◆ **Task directions**: Could you copy, exactly as written, every line from the first line of the records through the one containing "fn remove(&self, path: &str) -> io::Result<()>;"?

◆ **Exercise input**:
◆ ◆ ◆
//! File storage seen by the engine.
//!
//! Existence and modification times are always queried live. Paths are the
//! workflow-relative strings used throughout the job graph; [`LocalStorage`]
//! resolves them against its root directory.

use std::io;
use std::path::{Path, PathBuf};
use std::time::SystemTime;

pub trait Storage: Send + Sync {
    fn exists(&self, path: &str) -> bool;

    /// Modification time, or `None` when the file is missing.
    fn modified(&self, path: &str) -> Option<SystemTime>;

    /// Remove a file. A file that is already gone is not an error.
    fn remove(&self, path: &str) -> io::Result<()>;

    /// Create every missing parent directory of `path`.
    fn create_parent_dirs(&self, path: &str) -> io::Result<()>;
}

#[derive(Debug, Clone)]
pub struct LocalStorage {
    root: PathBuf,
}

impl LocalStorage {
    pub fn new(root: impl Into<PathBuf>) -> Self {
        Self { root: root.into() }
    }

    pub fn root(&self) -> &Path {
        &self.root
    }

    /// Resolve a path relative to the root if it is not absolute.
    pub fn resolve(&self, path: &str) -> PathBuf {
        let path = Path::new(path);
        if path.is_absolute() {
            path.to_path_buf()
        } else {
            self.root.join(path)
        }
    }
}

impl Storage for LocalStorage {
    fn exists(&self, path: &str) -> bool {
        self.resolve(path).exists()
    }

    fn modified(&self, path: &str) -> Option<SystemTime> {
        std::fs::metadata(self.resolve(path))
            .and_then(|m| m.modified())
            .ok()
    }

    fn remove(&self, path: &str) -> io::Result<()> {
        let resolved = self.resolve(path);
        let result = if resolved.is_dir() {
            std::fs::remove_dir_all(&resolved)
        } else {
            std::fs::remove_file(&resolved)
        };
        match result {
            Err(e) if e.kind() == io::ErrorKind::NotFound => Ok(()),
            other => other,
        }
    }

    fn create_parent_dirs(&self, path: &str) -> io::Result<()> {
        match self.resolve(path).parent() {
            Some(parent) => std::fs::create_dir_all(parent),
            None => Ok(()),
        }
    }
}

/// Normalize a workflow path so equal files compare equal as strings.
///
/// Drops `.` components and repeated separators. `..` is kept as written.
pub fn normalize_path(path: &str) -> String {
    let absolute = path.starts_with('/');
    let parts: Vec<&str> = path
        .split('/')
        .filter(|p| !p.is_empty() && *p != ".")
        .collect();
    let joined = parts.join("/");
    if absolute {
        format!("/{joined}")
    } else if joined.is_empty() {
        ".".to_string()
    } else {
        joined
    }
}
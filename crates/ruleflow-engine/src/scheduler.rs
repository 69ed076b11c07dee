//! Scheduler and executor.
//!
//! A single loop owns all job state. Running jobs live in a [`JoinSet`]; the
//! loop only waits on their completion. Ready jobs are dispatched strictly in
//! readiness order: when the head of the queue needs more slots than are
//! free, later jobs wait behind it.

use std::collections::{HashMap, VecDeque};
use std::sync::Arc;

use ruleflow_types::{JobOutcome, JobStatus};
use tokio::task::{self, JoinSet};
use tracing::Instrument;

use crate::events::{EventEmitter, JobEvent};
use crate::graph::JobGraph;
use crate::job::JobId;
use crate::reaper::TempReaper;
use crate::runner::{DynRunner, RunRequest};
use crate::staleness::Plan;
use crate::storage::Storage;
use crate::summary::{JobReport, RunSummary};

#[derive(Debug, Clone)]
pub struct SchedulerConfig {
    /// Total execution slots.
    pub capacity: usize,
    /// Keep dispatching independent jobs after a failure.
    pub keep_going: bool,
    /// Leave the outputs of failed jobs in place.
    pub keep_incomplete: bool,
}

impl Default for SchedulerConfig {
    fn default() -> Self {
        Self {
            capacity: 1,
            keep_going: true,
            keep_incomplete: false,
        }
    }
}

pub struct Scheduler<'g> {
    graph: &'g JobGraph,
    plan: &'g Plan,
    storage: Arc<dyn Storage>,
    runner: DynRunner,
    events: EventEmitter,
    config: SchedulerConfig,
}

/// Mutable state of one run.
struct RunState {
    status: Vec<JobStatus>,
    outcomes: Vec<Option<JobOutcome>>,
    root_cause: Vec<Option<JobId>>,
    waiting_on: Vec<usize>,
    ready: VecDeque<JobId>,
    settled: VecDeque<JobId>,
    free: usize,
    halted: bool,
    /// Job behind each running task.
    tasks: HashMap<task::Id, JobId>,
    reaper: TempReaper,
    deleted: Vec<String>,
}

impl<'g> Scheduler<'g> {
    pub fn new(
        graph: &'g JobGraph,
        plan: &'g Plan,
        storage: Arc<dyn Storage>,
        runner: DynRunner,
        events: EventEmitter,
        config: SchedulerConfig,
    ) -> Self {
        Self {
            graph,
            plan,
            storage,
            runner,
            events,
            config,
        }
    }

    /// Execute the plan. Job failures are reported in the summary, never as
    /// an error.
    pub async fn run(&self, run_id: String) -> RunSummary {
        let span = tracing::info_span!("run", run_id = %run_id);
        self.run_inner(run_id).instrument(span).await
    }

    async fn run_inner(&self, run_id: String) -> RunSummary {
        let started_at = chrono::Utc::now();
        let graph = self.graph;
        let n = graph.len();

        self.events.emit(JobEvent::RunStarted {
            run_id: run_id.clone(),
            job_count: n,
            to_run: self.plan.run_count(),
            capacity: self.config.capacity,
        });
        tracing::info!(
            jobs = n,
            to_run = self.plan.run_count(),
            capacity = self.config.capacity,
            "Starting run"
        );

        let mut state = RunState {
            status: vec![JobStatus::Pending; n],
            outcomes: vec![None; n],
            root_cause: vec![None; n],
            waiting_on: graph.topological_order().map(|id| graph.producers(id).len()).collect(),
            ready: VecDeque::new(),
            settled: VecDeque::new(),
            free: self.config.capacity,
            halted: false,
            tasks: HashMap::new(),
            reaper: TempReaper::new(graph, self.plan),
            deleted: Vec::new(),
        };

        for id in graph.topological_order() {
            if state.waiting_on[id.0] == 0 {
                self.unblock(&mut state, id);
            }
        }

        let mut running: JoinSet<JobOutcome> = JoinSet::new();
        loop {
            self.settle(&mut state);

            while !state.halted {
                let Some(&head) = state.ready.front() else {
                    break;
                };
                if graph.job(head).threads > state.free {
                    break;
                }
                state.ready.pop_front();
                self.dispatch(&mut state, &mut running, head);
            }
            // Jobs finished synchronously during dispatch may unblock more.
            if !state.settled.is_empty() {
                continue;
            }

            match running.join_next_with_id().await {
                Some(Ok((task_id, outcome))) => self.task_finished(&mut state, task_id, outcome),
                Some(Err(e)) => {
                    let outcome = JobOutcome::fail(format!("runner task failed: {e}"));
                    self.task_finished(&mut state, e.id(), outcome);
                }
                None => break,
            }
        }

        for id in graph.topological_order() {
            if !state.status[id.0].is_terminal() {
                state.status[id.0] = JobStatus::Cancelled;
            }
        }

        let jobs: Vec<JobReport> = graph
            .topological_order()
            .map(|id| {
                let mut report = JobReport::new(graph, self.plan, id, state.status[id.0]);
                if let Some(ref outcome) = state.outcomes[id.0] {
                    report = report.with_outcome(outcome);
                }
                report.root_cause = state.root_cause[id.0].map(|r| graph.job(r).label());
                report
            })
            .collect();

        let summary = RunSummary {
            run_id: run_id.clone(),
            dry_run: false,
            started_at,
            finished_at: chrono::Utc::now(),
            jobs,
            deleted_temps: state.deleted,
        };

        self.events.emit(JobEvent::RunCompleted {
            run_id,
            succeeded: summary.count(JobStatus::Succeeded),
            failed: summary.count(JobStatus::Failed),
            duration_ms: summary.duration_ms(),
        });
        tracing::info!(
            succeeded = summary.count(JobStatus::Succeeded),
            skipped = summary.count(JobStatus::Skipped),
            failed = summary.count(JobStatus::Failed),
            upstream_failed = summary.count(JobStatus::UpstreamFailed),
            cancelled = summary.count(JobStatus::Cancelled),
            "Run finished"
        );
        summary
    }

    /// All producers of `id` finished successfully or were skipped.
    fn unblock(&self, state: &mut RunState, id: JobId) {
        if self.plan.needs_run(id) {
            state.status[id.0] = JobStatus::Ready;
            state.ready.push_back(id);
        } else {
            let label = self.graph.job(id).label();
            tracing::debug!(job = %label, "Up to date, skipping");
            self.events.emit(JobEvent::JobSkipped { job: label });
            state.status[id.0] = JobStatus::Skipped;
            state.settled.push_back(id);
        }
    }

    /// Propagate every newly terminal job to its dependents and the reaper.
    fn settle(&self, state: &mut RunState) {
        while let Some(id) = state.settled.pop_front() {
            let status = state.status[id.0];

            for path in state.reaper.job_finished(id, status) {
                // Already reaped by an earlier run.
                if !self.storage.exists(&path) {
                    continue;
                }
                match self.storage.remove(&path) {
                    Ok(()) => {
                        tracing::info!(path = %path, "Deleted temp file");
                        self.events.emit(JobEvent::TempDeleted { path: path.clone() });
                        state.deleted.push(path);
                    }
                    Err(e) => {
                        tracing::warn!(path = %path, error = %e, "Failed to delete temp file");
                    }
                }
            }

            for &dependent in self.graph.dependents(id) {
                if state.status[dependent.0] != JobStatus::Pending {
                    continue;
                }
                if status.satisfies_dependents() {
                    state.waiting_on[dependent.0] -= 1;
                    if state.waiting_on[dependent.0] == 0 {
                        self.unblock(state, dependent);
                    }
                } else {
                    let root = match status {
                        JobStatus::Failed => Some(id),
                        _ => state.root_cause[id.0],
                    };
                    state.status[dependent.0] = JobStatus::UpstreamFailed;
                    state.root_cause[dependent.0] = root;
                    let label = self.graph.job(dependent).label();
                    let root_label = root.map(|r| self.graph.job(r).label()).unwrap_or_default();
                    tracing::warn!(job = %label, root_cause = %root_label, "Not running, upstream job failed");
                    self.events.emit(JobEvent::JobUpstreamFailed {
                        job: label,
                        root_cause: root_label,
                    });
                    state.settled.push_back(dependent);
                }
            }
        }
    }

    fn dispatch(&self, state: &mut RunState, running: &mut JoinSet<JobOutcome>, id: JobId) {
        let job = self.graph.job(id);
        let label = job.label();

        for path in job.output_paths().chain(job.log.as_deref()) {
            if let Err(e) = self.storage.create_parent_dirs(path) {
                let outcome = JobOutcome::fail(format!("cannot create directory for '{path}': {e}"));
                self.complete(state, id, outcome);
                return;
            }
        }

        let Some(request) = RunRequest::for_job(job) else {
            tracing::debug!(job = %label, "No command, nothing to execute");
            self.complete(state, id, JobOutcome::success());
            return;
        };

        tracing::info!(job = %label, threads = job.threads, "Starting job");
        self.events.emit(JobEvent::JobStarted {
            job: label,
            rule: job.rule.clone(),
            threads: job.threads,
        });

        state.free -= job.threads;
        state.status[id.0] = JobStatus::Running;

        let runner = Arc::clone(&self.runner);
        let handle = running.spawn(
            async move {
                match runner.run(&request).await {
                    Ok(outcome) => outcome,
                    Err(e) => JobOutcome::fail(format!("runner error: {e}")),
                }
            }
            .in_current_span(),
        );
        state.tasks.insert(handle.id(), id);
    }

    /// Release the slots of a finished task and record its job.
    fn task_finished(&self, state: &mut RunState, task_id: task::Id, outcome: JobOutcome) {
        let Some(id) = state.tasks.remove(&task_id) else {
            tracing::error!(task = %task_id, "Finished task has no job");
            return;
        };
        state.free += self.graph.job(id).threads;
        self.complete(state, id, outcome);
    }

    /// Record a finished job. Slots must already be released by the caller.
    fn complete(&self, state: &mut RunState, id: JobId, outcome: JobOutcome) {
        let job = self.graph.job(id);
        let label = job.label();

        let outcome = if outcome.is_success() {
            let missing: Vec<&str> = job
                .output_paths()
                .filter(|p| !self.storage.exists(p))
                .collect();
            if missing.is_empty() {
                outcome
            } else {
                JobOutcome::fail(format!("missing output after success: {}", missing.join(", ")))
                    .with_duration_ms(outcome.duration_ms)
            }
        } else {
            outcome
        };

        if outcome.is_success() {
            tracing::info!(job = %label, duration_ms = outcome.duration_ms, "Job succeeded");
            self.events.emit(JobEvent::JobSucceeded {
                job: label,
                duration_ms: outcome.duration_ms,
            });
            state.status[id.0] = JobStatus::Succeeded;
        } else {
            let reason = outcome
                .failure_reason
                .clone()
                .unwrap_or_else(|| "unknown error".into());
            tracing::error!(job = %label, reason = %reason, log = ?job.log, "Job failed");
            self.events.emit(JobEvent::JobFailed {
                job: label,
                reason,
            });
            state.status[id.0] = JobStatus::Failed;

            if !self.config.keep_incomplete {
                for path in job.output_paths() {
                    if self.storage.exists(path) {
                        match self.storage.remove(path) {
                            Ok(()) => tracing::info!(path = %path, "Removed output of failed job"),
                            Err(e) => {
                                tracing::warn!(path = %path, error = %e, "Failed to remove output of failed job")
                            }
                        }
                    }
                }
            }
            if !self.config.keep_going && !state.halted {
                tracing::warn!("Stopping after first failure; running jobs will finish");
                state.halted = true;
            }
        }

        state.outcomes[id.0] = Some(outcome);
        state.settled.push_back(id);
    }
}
◆ ◆ ◆
◆ **Task answer**:
//! File storage seen by the engine.
//!
//! Existence and modification times are always queried live. Paths are the
//! workflow-relative strings used throughout the job graph; [`LocalStorage`]
//! resolves them against its root directory.

use std::io;
use std::path::{Path, PathBuf};
use std::time::SystemTime;

pub trait Storage: Send + Sync {
    fn exists(&self, path: &str) -> bool;

    /// Modification time, or `None` when the file is missing.
    fn modified(&self, path: &str) -> Option<SystemTime>;

    /// Remove a file. A file that is already gone is not an error.
    fn remove(&self, path: &str) -> io::Result<()>;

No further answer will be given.